[[ SOURCE DATA open ]]
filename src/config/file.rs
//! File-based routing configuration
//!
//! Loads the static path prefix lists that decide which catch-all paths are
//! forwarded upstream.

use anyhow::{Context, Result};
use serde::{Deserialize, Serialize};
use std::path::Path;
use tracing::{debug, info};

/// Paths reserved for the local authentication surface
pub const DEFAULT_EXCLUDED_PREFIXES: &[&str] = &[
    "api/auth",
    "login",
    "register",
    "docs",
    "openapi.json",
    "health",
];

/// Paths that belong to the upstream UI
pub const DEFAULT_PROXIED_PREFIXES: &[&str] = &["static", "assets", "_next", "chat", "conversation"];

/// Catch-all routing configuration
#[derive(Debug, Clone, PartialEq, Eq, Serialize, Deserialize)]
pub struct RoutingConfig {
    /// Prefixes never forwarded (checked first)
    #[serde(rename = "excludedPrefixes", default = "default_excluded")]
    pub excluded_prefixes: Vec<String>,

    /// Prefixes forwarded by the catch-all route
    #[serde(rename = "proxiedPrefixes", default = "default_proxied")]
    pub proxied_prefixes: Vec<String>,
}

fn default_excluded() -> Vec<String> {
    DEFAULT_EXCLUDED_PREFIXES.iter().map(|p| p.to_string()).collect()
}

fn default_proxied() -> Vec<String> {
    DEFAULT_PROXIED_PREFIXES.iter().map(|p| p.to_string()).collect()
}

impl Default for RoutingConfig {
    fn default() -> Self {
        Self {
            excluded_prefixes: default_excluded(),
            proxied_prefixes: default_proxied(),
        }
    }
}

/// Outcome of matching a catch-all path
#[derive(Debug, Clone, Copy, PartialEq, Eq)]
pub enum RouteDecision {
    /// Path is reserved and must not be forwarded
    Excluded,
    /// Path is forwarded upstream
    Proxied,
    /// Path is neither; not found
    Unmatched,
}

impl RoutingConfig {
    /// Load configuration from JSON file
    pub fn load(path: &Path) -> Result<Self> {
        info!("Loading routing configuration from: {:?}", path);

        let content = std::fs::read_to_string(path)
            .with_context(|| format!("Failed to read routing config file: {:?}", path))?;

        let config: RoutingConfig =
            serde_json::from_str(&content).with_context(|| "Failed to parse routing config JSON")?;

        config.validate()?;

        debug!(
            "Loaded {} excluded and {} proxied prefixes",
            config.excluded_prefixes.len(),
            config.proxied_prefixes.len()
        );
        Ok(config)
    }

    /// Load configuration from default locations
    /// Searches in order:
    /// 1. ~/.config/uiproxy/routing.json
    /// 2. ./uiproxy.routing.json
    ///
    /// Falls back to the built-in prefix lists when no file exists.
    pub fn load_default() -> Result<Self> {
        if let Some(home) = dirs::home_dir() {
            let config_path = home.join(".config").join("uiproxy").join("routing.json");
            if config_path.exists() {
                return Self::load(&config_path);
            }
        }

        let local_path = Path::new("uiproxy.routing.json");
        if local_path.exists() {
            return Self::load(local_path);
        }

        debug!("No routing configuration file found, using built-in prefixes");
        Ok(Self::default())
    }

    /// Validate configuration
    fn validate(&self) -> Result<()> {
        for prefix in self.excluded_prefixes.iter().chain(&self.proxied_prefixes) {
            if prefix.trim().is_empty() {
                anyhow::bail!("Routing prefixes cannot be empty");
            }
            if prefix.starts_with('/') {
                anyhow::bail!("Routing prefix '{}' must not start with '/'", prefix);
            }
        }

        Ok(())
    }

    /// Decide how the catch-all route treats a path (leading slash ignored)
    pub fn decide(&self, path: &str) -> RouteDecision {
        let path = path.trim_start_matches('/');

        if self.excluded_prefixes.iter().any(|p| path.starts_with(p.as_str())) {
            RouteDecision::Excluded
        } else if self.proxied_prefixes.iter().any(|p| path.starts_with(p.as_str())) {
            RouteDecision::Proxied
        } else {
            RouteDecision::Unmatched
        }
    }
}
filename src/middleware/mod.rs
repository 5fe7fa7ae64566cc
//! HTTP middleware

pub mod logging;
[[ SOURCE DATA closed ]]
[[ SOURCE DATA open ]]
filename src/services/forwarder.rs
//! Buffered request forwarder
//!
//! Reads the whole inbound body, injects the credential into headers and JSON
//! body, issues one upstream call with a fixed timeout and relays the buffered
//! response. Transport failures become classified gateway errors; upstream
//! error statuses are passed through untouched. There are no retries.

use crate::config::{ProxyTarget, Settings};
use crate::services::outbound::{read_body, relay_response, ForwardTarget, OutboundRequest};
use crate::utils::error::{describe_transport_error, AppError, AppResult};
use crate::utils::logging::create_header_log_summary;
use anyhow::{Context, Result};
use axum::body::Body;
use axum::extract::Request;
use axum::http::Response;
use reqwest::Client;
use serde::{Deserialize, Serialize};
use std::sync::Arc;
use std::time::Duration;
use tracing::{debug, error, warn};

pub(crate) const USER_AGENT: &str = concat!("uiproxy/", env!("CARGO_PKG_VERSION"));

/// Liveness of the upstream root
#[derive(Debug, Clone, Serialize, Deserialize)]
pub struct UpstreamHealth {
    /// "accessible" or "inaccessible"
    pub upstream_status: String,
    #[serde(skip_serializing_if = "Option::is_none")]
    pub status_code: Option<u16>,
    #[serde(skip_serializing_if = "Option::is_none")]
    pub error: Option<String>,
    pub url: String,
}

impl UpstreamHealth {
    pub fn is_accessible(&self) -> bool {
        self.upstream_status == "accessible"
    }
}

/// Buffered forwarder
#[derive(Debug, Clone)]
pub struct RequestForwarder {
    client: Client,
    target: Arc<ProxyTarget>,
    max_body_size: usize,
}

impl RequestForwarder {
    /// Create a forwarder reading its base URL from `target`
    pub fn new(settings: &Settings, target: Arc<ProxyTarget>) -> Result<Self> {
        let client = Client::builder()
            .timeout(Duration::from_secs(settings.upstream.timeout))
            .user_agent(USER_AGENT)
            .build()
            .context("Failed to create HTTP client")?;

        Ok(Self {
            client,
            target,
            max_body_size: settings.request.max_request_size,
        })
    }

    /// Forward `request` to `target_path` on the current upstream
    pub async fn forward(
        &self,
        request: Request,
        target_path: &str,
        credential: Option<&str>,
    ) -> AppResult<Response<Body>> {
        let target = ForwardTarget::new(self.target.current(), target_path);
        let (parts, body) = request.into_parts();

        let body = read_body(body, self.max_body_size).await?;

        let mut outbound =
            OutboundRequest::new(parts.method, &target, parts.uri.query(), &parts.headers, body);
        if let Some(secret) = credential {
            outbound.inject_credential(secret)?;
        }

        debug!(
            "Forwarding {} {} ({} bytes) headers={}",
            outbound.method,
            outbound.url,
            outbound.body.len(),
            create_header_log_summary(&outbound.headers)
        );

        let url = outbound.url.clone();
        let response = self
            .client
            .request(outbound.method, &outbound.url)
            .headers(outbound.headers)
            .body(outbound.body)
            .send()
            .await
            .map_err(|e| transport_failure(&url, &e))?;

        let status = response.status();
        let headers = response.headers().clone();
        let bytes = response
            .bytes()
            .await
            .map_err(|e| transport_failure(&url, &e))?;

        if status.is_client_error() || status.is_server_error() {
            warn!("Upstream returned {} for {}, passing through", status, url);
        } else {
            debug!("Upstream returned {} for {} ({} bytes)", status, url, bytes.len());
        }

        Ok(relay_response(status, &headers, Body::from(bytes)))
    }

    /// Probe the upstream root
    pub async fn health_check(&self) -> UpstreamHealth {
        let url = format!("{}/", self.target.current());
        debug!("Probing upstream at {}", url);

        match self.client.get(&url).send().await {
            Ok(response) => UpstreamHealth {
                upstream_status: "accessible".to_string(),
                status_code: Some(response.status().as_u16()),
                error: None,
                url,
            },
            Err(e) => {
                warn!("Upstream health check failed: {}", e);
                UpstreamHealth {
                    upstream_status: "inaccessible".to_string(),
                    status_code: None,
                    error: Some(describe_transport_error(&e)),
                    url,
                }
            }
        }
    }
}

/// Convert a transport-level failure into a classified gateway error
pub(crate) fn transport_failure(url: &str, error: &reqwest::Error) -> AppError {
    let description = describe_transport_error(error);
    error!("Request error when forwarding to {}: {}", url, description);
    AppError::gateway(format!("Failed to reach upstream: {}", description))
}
[[ SOURCE DATA closed ]]
■ **PROBLEM REQUIREMENTS**: Give only the lines from the one holding "pub fn load_default()" through the one holding "RouteDecision::Excluded", each restated exactly as it appears above.

■ **EXERCISE ANSWER**:
    pub fn load_default() -> Result<Self> {
        if let Some(home) = dirs::home_dir() {
            let config_path = home.join(".config").join("uiproxy").join("routing.json");
            if config_path.exists() {
                return Self::load(&config_path);
            }
        }

        let local_path = Path::new("uiproxy.routing.json");
        if local_path.exists() {
            return Self::load(local_path);
        }

        debug!("No routing configuration file found, using built-in prefixes");
        Ok(Self::default())
    }

    /// Validate configuration
    fn validate(&self) -> Result<()> {
        for prefix in self.excluded_prefixes.iter().chain(&self.proxied_prefixes) {
            if prefix.trim().is_empty() {
                anyhow::bail!("Routing prefixes cannot be empty");
            }
            if prefix.starts_with('/') {
                anyhow::bail!("Routing prefix '{}' must not start with '/'", prefix);
            }
        }

        Ok(())
    }

    /// Decide how the catch-all route treats a path (leading slash ignored)
    pub fn decide(&self, path: &str) -> RouteDecision {
        let path = path.trim_start_matches('/');

        if self.excluded_prefixes.iter().any(|p| path.starts_with(p.as_str())) {
            RouteDecision::Excluded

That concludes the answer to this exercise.